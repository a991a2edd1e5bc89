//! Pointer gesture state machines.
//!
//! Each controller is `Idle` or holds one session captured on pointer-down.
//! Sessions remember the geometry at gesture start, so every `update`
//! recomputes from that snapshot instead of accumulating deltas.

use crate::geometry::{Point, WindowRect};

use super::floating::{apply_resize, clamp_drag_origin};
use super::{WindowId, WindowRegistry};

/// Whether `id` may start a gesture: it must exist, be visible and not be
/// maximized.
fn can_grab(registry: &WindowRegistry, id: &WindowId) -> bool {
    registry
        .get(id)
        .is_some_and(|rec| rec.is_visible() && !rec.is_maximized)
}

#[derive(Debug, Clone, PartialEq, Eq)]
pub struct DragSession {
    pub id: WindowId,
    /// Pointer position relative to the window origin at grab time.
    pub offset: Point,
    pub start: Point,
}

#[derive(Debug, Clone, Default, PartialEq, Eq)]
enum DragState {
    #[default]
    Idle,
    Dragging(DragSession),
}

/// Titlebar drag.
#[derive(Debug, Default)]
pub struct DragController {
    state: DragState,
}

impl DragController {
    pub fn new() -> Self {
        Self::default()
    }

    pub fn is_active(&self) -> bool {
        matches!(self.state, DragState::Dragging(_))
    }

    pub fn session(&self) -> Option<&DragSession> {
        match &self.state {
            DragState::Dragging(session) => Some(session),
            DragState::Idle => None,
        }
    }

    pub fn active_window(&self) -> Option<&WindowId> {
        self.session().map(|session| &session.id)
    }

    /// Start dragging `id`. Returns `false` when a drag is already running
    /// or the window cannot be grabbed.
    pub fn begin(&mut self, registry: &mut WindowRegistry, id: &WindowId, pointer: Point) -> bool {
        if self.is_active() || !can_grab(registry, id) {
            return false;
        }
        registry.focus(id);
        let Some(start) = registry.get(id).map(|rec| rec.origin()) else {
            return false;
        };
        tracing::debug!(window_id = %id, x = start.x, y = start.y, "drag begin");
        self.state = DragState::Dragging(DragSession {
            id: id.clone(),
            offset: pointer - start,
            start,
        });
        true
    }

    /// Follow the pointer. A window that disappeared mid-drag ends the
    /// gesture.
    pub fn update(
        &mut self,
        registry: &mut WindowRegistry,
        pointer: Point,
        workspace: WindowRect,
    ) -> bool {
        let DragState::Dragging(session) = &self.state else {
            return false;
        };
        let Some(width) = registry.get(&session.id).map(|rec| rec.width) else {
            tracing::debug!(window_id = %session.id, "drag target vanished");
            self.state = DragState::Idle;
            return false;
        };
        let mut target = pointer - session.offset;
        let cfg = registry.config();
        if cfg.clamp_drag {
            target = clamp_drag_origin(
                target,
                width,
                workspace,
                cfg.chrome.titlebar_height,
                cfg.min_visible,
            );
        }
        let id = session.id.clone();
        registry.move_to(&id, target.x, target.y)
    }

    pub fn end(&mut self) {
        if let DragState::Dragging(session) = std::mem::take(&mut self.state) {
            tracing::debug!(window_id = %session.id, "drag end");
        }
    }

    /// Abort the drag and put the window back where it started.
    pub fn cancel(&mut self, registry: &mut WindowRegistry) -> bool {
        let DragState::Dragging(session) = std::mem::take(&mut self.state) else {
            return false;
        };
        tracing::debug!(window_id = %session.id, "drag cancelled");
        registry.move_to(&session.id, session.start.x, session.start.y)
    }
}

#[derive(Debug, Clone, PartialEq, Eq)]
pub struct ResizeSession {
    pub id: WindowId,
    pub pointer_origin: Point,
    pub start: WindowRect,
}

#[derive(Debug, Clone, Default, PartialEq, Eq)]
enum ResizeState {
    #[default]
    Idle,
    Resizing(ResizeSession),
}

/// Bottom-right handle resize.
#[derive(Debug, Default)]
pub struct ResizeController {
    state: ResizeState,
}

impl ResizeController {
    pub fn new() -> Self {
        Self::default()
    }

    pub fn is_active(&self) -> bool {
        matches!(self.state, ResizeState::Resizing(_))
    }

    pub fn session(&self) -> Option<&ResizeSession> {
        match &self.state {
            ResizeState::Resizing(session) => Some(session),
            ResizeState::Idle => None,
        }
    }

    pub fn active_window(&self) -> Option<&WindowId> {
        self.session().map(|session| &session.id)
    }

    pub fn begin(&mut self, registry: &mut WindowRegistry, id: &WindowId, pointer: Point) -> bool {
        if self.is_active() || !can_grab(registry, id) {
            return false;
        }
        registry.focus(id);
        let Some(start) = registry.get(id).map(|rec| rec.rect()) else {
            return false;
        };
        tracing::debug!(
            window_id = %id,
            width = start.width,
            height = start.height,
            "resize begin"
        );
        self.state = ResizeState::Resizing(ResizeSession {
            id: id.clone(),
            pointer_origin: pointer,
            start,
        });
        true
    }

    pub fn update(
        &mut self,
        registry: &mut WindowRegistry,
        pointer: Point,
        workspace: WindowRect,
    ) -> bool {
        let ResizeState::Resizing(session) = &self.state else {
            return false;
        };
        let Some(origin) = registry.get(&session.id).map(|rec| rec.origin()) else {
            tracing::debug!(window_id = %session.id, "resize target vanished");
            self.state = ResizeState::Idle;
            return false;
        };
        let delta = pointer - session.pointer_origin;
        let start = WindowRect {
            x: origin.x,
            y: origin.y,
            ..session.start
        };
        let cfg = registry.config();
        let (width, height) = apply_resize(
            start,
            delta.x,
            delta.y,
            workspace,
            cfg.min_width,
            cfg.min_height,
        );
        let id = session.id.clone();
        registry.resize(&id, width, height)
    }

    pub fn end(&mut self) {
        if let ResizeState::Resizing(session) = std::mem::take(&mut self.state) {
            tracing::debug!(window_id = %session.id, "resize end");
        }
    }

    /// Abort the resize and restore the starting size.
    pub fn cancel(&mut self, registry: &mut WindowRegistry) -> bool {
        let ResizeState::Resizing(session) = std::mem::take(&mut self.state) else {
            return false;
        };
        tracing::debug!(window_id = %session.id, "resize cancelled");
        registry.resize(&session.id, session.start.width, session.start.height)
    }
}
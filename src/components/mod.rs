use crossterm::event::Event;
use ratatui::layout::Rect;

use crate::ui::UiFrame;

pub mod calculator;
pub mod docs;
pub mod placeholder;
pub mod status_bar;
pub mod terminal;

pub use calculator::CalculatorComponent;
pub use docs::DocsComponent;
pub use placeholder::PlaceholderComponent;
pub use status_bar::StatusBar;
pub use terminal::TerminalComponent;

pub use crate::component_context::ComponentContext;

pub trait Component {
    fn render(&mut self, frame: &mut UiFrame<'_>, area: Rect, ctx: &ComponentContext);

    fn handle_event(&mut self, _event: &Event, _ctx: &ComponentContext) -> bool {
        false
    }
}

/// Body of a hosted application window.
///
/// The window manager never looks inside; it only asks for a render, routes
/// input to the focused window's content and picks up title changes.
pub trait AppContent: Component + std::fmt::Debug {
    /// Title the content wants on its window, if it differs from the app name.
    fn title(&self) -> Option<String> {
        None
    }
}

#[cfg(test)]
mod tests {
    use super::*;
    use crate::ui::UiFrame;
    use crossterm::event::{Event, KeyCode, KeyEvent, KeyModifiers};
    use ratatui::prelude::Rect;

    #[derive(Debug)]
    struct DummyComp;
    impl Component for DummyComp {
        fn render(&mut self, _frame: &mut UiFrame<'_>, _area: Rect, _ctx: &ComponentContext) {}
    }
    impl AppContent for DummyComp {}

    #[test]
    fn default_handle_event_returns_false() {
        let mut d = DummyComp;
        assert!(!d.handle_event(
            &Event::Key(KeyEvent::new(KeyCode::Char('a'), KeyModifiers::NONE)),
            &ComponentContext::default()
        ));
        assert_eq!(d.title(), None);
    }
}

■ **TASK STATEMENT**: Look through the entries above and count each line holding "that"; report the count alone.

■ **FINISHED EXERCISE**: 2